→ **Task prompt**
Line by line, transcribe all of the entries exactly.

→ **Material for the task**
impl CloneSource {
    fn next_batch(&self, size: usize) -> Vec<Value> {
        let mut state = self.state.lock();
        let n = size.min(state.to_clone.len());
        state.to_clone.drain(..n).collect()
    }

    fn record_write(&self, id: &Value, deleted: bool) {
        let mut state = self.state.lock();
        if deleted {
            state.upserted.remove(id);
            state.deleted.insert(id.clone());
        } else {
            state.deleted.remove(id);
            state.upserted.insert(id.clone());
        }
    }

    fn take_mods(&self) -> (BTreeSet<Value>, BTreeSet<Value>) {
        let mut state = self.state.lock();
        (
            std::mem::take(&mut state.upserted),
            std::mem::take(&mut state.deleted),
        )
    }

    fn in_critical_section(&self) -> bool {
        self.critical_section.load(Ordering::Acquire)
    }
}

/// Drives `moveChunk` on the donor shard and serves the recipient's
/// `_migrateClone` and `_transferMods` pulls.
///
/// At most one migration per namespace runs on a donor. The cluster-wide
/// [`super::DistLockManager`] additionally keeps other shards from migrating
/// the same namespace.
pub struct DonorCoordinator {
    ctx: Arc<MigrationContext>,
    sources: RwLock<HashMap<Namespace, Arc<CloneSource>>>,
}
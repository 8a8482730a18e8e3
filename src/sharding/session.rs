//! Migration sessions and per-side states.

use serde::{Deserialize, Serialize};
use std::fmt;
use uuid::Uuid;

use super::steps::{DonorStep, RecipientStep};
use crate::keys::ChunkRange;
use crate::types::{Namespace, ShardId};

/// State of the donor side of a migration.
#[derive(Debug, Clone, Copy, PartialEq, Eq, Serialize, Deserialize)]
pub enum DonorState {
    /// Working through a step.
    At(DonorStep),
    /// Ownership moved and the post-move delete finished or was handed off.
    Done,
    /// Stopped before the commit point; nothing changed.
    Aborted,
    /// Failed at or after the commit point; ownership is not rolled back.
    Failed,
}

impl DonorState {
    /// Check if this is a terminal state.
    pub fn is_terminal(&self) -> bool {
        matches!(self, DonorState::Done | DonorState::Aborted | DonorState::Failed)
    }

    /// Whether a failure in this state can still be undone.
    pub fn is_abortable(&self) -> bool {
        matches!(self, DonorState::At(step) if *step < DonorStep::Committed)
    }
}

impl fmt::Display for DonorState {
    fn fmt(&self, f: &mut fmt::Formatter<'_>) -> fmt::Result {
        match self {
            DonorState::At(step) => write!(f, "{}", step),
            DonorState::Done => write!(f, "done"),
            DonorState::Aborted => write!(f, "aborted"),
            DonorState::Failed => write!(f, "failed"),
        }
    }
}

/// State of the recipient side of a migration.
#[derive(Debug, Clone, Copy, PartialEq, Eq, Serialize, Deserialize)]
pub enum RecipientState {
    /// No receive has started.
    Ready,
    /// Working through a step. `At(Done)` means the commit was handled.
    At(RecipientStep),
    /// The donor aborted the receive; the pending range was discarded.
    Aborted,
    /// The receive failed locally; the pending range was discarded.
    Failed,
}

impl RecipientState {
    /// Check if this is a terminal state.
    pub fn is_terminal(&self) -> bool {
        matches!(
            self,
            RecipientState::At(RecipientStep::Done) | RecipientState::Aborted | RecipientState::Failed
        )
    }

    /// Whether a new receive may start.
    pub fn is_idle(&self) -> bool {
        matches!(self, RecipientState::Ready) || self.is_terminal()
    }

    /// Step number reported in status replies, 0 when idle or failed.
    pub fn step_number(&self) -> u8 {
        match self {
            RecipientState::At(step) => step.number(),
            _ => 0,
        }
    }
}

impl fmt::Display for RecipientState {
    fn fmt(&self, f: &mut fmt::Formatter<'_>) -> fmt::Result {
        match self {
            RecipientState::Ready => write!(f, "ready"),
            RecipientState::At(step) => write!(f, "{}", step),
            RecipientState::Aborted => write!(f, "aborted"),
            RecipientState::Failed => write!(f, "failed"),
        }
    }
}

/// One chunk migration between two shards.
#[derive(Debug, Clone, Serialize, Deserialize)]
pub struct MigrationSession {
    pub id: Uuid,
    pub ns: Namespace,
    pub range: ChunkRange,
    pub donor: ShardId,
    pub recipient: ShardId,
}

impl MigrationSession {
    pub fn new(ns: Namespace, range: ChunkRange, donor: ShardId, recipient: ShardId) -> Self {
        Self {
            id: Uuid::new_v4(),
            ns,
            range,
            donor,
            recipient,
        }
    }
}

impl fmt::Display for MigrationSession {
    fn fmt(&self, f: &mut fmt::Formatter<'_>) -> fmt::Result {
        write!(
            f,
            "{} {} {} -> {} ({})",
            self.ns, self.range, self.donor, self.recipient, self.id
        )
    }
}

→ **Written response**
impl CloneSource {
    fn next_batch(&self, size: usize) -> Vec<Value> {
        let mut state = self.state.lock();
        let n = size.min(state.to_clone.len());
        state.to_clone.drain(..n).collect()
    }

    fn record_write(&self, id: &Value, deleted: bool) {
        let mut state = self.state.lock();
        if deleted {
            state.upserted.remove(id);
            state.deleted.insert(id.clone());
        } else {
            state.deleted.remove(id);
            state.upserted.insert(id.clone());
        }
    }

    fn take_mods(&self) -> (BTreeSet<Value>, BTreeSet<Value>) {
        let mut state = self.state.lock();
        (
            std::mem::take(&mut state.upserted),
            std::mem::take(&mut state.deleted),
        )
    }

    fn in_critical_section(&self) -> bool {
        self.critical_section.load(Ordering::Acquire)
    }
}

/// Drives `moveChunk` on the donor shard and serves the recipient's
/// `_migrateClone` and `_transferMods` pulls.
///
/// At most one migration per namespace runs on a donor. The cluster-wide
/// [`super::DistLockManager`] additionally keeps other shards from migrating
/// the same namespace.
pub struct DonorCoordinator {
    ctx: Arc<MigrationContext>,
    sources: RwLock<HashMap<Namespace, Arc<CloneSource>>>,
}
repository 8a8482730a18e8e3
filename src/sharding/session.rs
//! Migration sessions and per-side states.

use serde::{Deserialize, Serialize};
use std::fmt;
use uuid::Uuid;

use super::steps::{DonorStep, RecipientStep};
use crate::keys::ChunkRange;
use crate::types::{Namespace, ShardId};

/// State of the donor side of a migration.
#[derive(Debug, Clone, Copy, PartialEq, Eq, Serialize, Deserialize)]
pub enum DonorState {
    /// Working through a step.
    At(DonorStep),
    /// Ownership moved and the post-move delete finished or was handed off.
    Done,
    /// Stopped before the commit point; nothing changed.
    Aborted,
    /// Failed at or after the commit point; ownership is not rolled back.
    Failed,
}

impl DonorState {
    /// Check if this is a terminal state.
    pub fn is_terminal(&self) -> bool {
        matches!(self, DonorState::Done | DonorState::Aborted | DonorState::Failed)
    }

    /// Whether a failure in this state can still be undone.
    pub fn is_abortable(&self) -> bool {
        matches!(self, DonorState::At(step) if *step < DonorStep::Committed)
    }
}

impl fmt::Display for DonorState {
    fn fmt(&self, f: &mut fmt::Formatter<'_>) -> fmt::Result {
        match self {
            DonorState::At(step) => write!(f, "{}", step),
            DonorState::Done => write!(f, "done"),
            DonorState::Aborted => write!(f, "aborted"),
            DonorState::Failed => write!(f, "failed"),
        }
    }
}

/// State of the recipient side of a migration.
#[derive(Debug, Clone, Copy, PartialEq, Eq, Serialize, Deserialize)]
pub enum RecipientState {
    /// No receive has started.
    Ready,
    /// Working through a step. `At(Done)` means the commit was handled.
    At(RecipientStep),
    /// The donor aborted the receive; the pending range was discarded.
    Aborted,
    /// The receive failed locally; the pending range was discarded.
    Failed,
}

impl RecipientState {
    /// Check if this is a terminal state.
    pub fn is_terminal(&self) -> bool {
        matches!(
            self,
            RecipientState::At(RecipientStep::Done) | RecipientState::Aborted | RecipientState::Failed
        )
    }

    /// Whether a new receive may start.
    pub fn is_idle(&self) -> bool {
        matches!(self, RecipientState::Ready) || self.is_terminal()
    }

    /// Step number reported in status replies, 0 when idle or failed.
    pub fn step_number(&self) -> u8 {
        match self {
            RecipientState::At(step) => step.number(),
            _ => 0,
        }
    }
}

impl fmt::Display for RecipientState {
    fn fmt(&self, f: &mut fmt::Formatter<'_>) -> fmt::Result {
        match self {
            RecipientState::Ready => write!(f, "ready"),
            RecipientState::At(step) => write!(f, "{}", step),
            RecipientState::Aborted => write!(f, "aborted"),
            RecipientState::Failed => write!(f, "failed"),
        }
    }
}

/// One chunk migration between two shards.
#[derive(Debug, Clone, Serialize, Deserialize)]
pub struct MigrationSession {
    pub id: Uuid,
    pub ns: Namespace,
    pub range: ChunkRange,
    pub donor: ShardId,
    pub recipient: ShardId,
}

impl MigrationSession {
    pub fn new(ns: Namespace, range: ChunkRange, donor: ShardId, recipient: ShardId) -> Self {
        Self {
            id: Uuid::new_v4(),
            ns,
            range,
            donor,
            recipient,
        }
    }
}

impl fmt::Display for MigrationSession {
    fn fmt(&self, f: &mut fmt::Formatter<'_>) -> fmt::Result {
        write!(
            f,
            "{} {} {} -> {} ({})",
            self.ns, self.range, self.donor, self.recipient, self.id
        )
    }
}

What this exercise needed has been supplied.